Where a line below includes the word "segment", copy that line.

Material to process Start Marker

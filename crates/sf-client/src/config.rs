//! Client configuration.

use crate::retry::RetryConfig;
use std::time::Duration;

/// Configuration for the HTTP client.
#[derive(Debug, Clone)]
pub struct ClientConfig {
    /// Retry configuration. `None` disables retries.
    pub retry: Option<RetryConfig>,
    /// Send `Accept-Encoding: gzip, deflate` and decode compressed bodies.
    pub accept_compressed: bool,
    /// Request timeout.
    pub timeout: Duration,
    /// Connection timeout.
    pub connect_timeout: Duration,
    /// User-Agent header value.
    pub user_agent: String,
    /// Whether to log each request/response at debug level.
    pub enable_tracing: bool,
}

impl Default for ClientConfig {
    fn default() -> Self {
        Self {
            retry: Some(RetryConfig::default()),
            accept_compressed: true,
            timeout: Duration::from_secs(30),
            connect_timeout: Duration::from_secs(10),
            user_agent: crate::USER_AGENT.to_string(),
            enable_tracing: true,
        }
    }
}

impl ClientConfig {
    /// Create a new client config builder.
    pub fn builder() -> ClientConfigBuilder {
        ClientConfigBuilder::default()
    }
}

/// Builder for ClientConfig.
#[derive(Debug, Default)]
pub struct ClientConfigBuilder {
    config: ClientConfig,
}

impl ClientConfigBuilder {
    /// Set the retry configuration.
    pub fn with_retry(mut self, retry: RetryConfig) -> Self {
        self.config.retry = Some(retry);
        self
    }

    /// Disable retries.
    pub fn without_retry(mut self) -> Self {
        self.config.retry = None;
        self
    }

    /// Accept compressed responses.
    pub fn with_compression(mut self, enabled: bool) -> Self {
        self.config.accept_compressed = enabled;
        self
    }

    /// Set request timeout.
    pub fn with_timeout(mut self, timeout: Duration) -> Self {
        self.config.timeout = timeout;
        self
    }

    /// Set connection timeout.
    pub fn with_connect_timeout(mut self, timeout: Duration) -> Self {
        self.config.connect_timeout = timeout;
        self
    }

    /// Set custom User-Agent.
    pub fn with_user_agent(mut self, user_agent: impl Into<String>) -> Self {
        self.config.user_agent = user_agent.into();
        self
    }

    /// Enable or disable request/response tracing.
    pub fn with_tracing(mut self, enabled: bool) -> Self {
        self.config.enable_tracing = enabled;
        self
    }

    /// Build the client configuration.
    pub fn build(self) -> ClientConfig {
        self.config
    }
}

#[cfg(test)]
mod tests {
    use super::*;

    #[test]
    fn test_default_config() {
        let config = ClientConfig::default();
        assert!(config.retry.is_some());
        assert!(config.accept_compressed);
        assert_eq!(config.timeout, Duration::from_secs(30));
        assert!(config.user_agent.starts_with("sobject-browser/"));
    }

    #[test]
    fn test_builder() {
        let config = ClientConfig::builder()
            .with_timeout(Duration::from_secs(60))
            .without_retry()
            .with_compression(false)
            .with_user_agent("custom-agent/1.0")
            .build();

        assert!(config.retry.is_none());
        assert!(!config.accept_compressed);
        assert_eq!(config.timeout, Duration::from_secs(60));
        assert_eq!(config.user_agent, "custom-agent/1.0");
    }
}
//! Lightning Setup links for an SObject.

use std::str::FromStr;

use url::Url;

use crate::error::{Error, ErrorKind, Result};

/// A page under Setup > Object Manager > {object}.
#[derive(Debug, Clone, Copy, PartialEq, Eq, Hash, Default)]
pub enum SetupSubpath {
    #[default]
    Details,
    FieldsAndRelationships,
    Layouts,
    LightningPages,
    Limits,
    Triggers,
    FlowTriggers,
    ValidationRules,
}

impl SetupSubpath {
    /// All subpaths in menu order.
    pub const ALL: [SetupSubpath; 8] = [
        SetupSubpath::Details,
        SetupSubpath::FieldsAndRelationships,
        SetupSubpath::Layouts,
        SetupSubpath::LightningPages,
        SetupSubpath::Limits,
        SetupSubpath::Triggers,
        SetupSubpath::FlowTriggers,
        SetupSubpath::ValidationRules,
    ];

    /// URL path segment.
    pub fn path(self) -> &'static str {
        match self {
            SetupSubpath::Details => "Details",
            SetupSubpath::FieldsAndRelationships => "FieldsAndRelationships",
            SetupSubpath::Layouts => "Layouts",
            SetupSubpath::LightningPages => "LightningPages",
            SetupSubpath::Limits => "Limits",
            SetupSubpath::Triggers => "Triggers",
            SetupSubpath::FlowTriggers => "FlowTriggers",
            SetupSubpath::ValidationRules => "ValidationRules",
        }
    }

    /// Menu label.
    pub fn label(self) -> &'static str {
        match self {
            SetupSubpath::Details => "Details",
            SetupSubpath::FieldsAndRelationships => "Fields & Relationships",
            SetupSubpath::Layouts => "Layouts",
            SetupSubpath::LightningPages => "Lightning Pages",
            SetupSubpath::Limits => "Limits",
            SetupSubpath::Triggers => "Triggers",
            SetupSubpath::FlowTriggers => "Flow Triggers",
            SetupSubpath::ValidationRules => "Validation Rules",
        }
    }
}

impl std::fmt::Display for SetupSubpath {
    fn fmt(&self, f: &mut std::fmt::Formatter<'_>) -> std::fmt::Result {
        f.write_str(self.path())
    }
}

impl FromStr for SetupSubpath {
    type Err = Error;

    /// Accepts the path segment or the label, ignoring case, spaces, `-`, `_` and `&`.
    fn from_str(s: &str) -> Result<Self> {
        let wanted = normalize(s);
        SetupSubpath::ALL
            .into_iter()
            .find(|sub| normalize(sub.path()) == wanted || normalize(sub.label()) == wanted)
            .ok_or_else(|| Error::new(ErrorKind::Other(format!("Unknown setup page: {s}"))))
    }
}

fn normalize(s: &str) -> String {
    s.chars()
        .filter(|c| c.is_ascii_alphanumeric())
        .map(|c| c.to_ascii_lowercase())
        .collect()
}

/// Scheme, host and port of an instance URL, with no path.
///
/// `https://acme.my.salesforce.com/services/data/v62.0` -> `https://acme.my.salesforce.com`
pub fn base_url(instance_url: &str) -> Result<String> {
    let url = Url::parse(instance_url).map_err(|e| Error {
        kind: ErrorKind::Other(format!("Invalid instance URL: {instance_url}")),
        source: Some(Box::new(e)),
    })?;
    if url.host_str().is_none() {
        return Err(Error::new(ErrorKind::Other(format!(
            "Instance URL has no host: {instance_url}"
        ))));
    }
    Ok(url.origin().ascii_serialization())
}

/// Object Manager link for `qualified_api_name`. `None` opens `Details`.
pub fn setup_url(base_url: &str, qualified_api_name: &str, subpath: Option<SetupSubpath>) -> String {
    format!(
        "{}/lightning/setup/ObjectManager/{}/{}/view",
        base_url.trim_end_matches('/'),
        urlencoding::encode(qualified_api_name),
        subpath.unwrap_or_default().path()
    )
}
//! Exchange a username for a live session.

use std::future::Future;

use sobject_browser_client::security::sanitize_message;
use tokio::process::Command;
use tracing::{debug, instrument};

use crate::credentials::SalesforceCredentials;
use crate::error::{Error, ErrorKind, Result};

/// Turns a username (or alias) into session credentials.
pub trait SessionExchange: Send + Sync {
    /// Obtain credentials for `username`.
    fn exchange(
        &self,
        username: &str,
    ) -> impl Future<Output = Result<SalesforceCredentials>> + Send;
}

/// Exchange through `sf org display --target-org <username> --json`.
///
/// The CLI refreshes the access token from its own auth store when needed.
#[derive(Debug, Clone)]
pub struct SfCliExchange {
    program: String,
}

impl Default for SfCliExchange {
    fn default() -> Self {
        Self::new()
    }
}

impl SfCliExchange {
    /// Use the `sf` binary on `PATH`.
    pub fn new() -> Self {
        Self::with_program("sf")
    }

    /// Use a different executable, e.g. an absolute path to `sf`.
    pub fn with_program(program: impl Into<String>) -> Self {
        Self {
            program: program.into(),
        }
    }

    /// The executable this exchange runs.
    pub fn program(&self) -> &str {
        &self.program
    }
}

impl SessionExchange for SfCliExchange {
    #[instrument(skip(self), fields(program = %self.program))]
    async fn exchange(&self, username: &str) -> Result<SalesforceCredentials> {
        let output = Command::new(&self.program)
            .args(["org", "display", "--target-org", username, "--json"])
            .output()
            .await
            .map_err(|e| {
                Error::with_source(
                    ErrorKind::SfCli(format!("Failed to run {}: {}", self.program, e)),
                    e,
                )
            })?;

        if !output.status.success() {
            return Err(Error::new(ErrorKind::SfCli(format!(
                "sf org display failed: {}",
                failure_message(&output.stdout, &output.stderr)
            ))));
        }

        let creds = SalesforceCredentials::parse_org_display(&output.stdout)?;
        debug!(instance_url = %crate::Credentials::instance_url(&creds), "Session obtained from sf CLI");

        Ok(match creds.username() {
            Some(_) => creds,
            None => creds.with_username(username),
        })
    }
}

/// `sf --json` reports failures as `{"status":1,"message":"..."}` on stdout;
/// older versions only write to stderr.
fn failure_message(stdout: &[u8], stderr: &[u8]) -> String {
    let from_json = serde_json::from_slice::<serde_json::Value>(stdout)
        .ok()
        .and_then(|v| v.get("message").and_then(|m| m.as_str()).map(str::to_string));

    let raw = from_json.unwrap_or_else(|| String::from_utf8_lossy(stderr).trim().to_string());
    sanitize_message(&raw)
}

/// Exchange that ignores the username and reads `SF_INSTANCE_URL` and
/// `SF_ACCESS_TOKEN` from the environment.
#[derive(Debug, Clone, Copy, Default)]
pub struct EnvExchange;

impl SessionExchange for EnvExchange {
    async fn exchange(&self, username: &str) -> Result<SalesforceCredentials> {
        Ok(SalesforceCredentials::from_env()?.with_username(username))
    }
}

#[cfg(test)]
mod tests {
    use super::*;
    use crate::Credentials;

    #[test]
    fn test_failure_message_prefers_json_message() {
        let stdout = br#"{"status":1,"name":"NamedOrgNotFoundError","message":"No authorization information found for hub@acme.dev."}"#;
        let msg = failure_message(stdout, b"ignored");
        assert_eq!(msg, "No authorization information found for hub@acme.dev.");
    }

    #[test]
    fn test_failure_message_falls_back_to_stderr() {
        let msg = failure_message(b"", b"  command not found  \n");
        assert_eq!(msg, "command not found");
    }

    #[test]
    fn test_failure_message_is_sanitized() {
        let stderr = b"bad token 00Dxx0000001gEF!AQcAQH3k9s7LKbp_example";
        let msg = failure_message(b"", stderr);
        assert!(!msg.contains("AQcAQH3k9s7LKbp"));
    }

    #[tokio::test]
    async fn test_missing_program_is_sf_cli_error() {
        let exchange = SfCliExchange::with_program("sobject-browser-definitely-not-installed");
        let err = exchange.exchange("hub@acme.dev").await.unwrap_err();
        assert!(matches!(err.kind, ErrorKind::SfCli(_)));
        assert!(err.source.is_some());
    }

    #[cfg(unix)]
    #[tokio::test]
    async fn test_sf_cli_exchange_parses_stub_output() {
        use std::os::unix::fs::PermissionsExt;

        let dir = tempfile::tempdir().unwrap();
        let script = dir.path().join("sf");
        std::fs::write(
            &script,
            "#!/bin/sh\necho '{\"status\":0,\"result\":{\"accessToken\":\"00Dxx!tok\",\"instanceUrl\":\"https://acme.my.salesforce.com\",\"apiVersion\":\"61.0\"}}'\n",
        )
        .unwrap();
        std::fs::set_permissions(&script, std::fs::Permissions::from_mode(0o755)).unwrap();

        let exchange = SfCliExchange::with_program(script.to_string_lossy());
        let creds = exchange.exchange("hub@acme.dev").await.unwrap();

        assert_eq!(creds.instance_url(), "https://acme.my.salesforce.com");
        assert_eq!(creds.access_token(), "00Dxx!tok");
        assert_eq!(creds.api_version(), "61.0");
        assert_eq!(creds.username(), Some("hub@acme.dev"));
    }

    #[cfg(unix)]
    #[tokio::test]
    async fn test_sf_cli_exchange_reports_failure() {
        use std::os::unix::fs::PermissionsExt;

        let dir = tempfile::tempdir().unwrap();
        let script = dir.path().join("sf");
        std::fs::write(
            &script,
            "#!/bin/sh\necho '{\"status\":1,\"message\":\"No authorization information found\"}'\nexit 1\n",
        )
        .unwrap();
        std::fs::set_permissions(&script, std::fs::Permissions::from_mode(0o755)).unwrap();

        let exchange = SfCliExchange::with_program(script.to_string_lossy());
        let err = exchange.exchange("hub@acme.dev").await.unwrap_err();
        assert!(err.to_string().contains("No authorization information found"));
    }
}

Material to process End Marker

• [Output of the exercise]
    /// URL path segment.
    /// Accepts the path segment or the label, ignoring case, spaces, `-`, `_` and `&`.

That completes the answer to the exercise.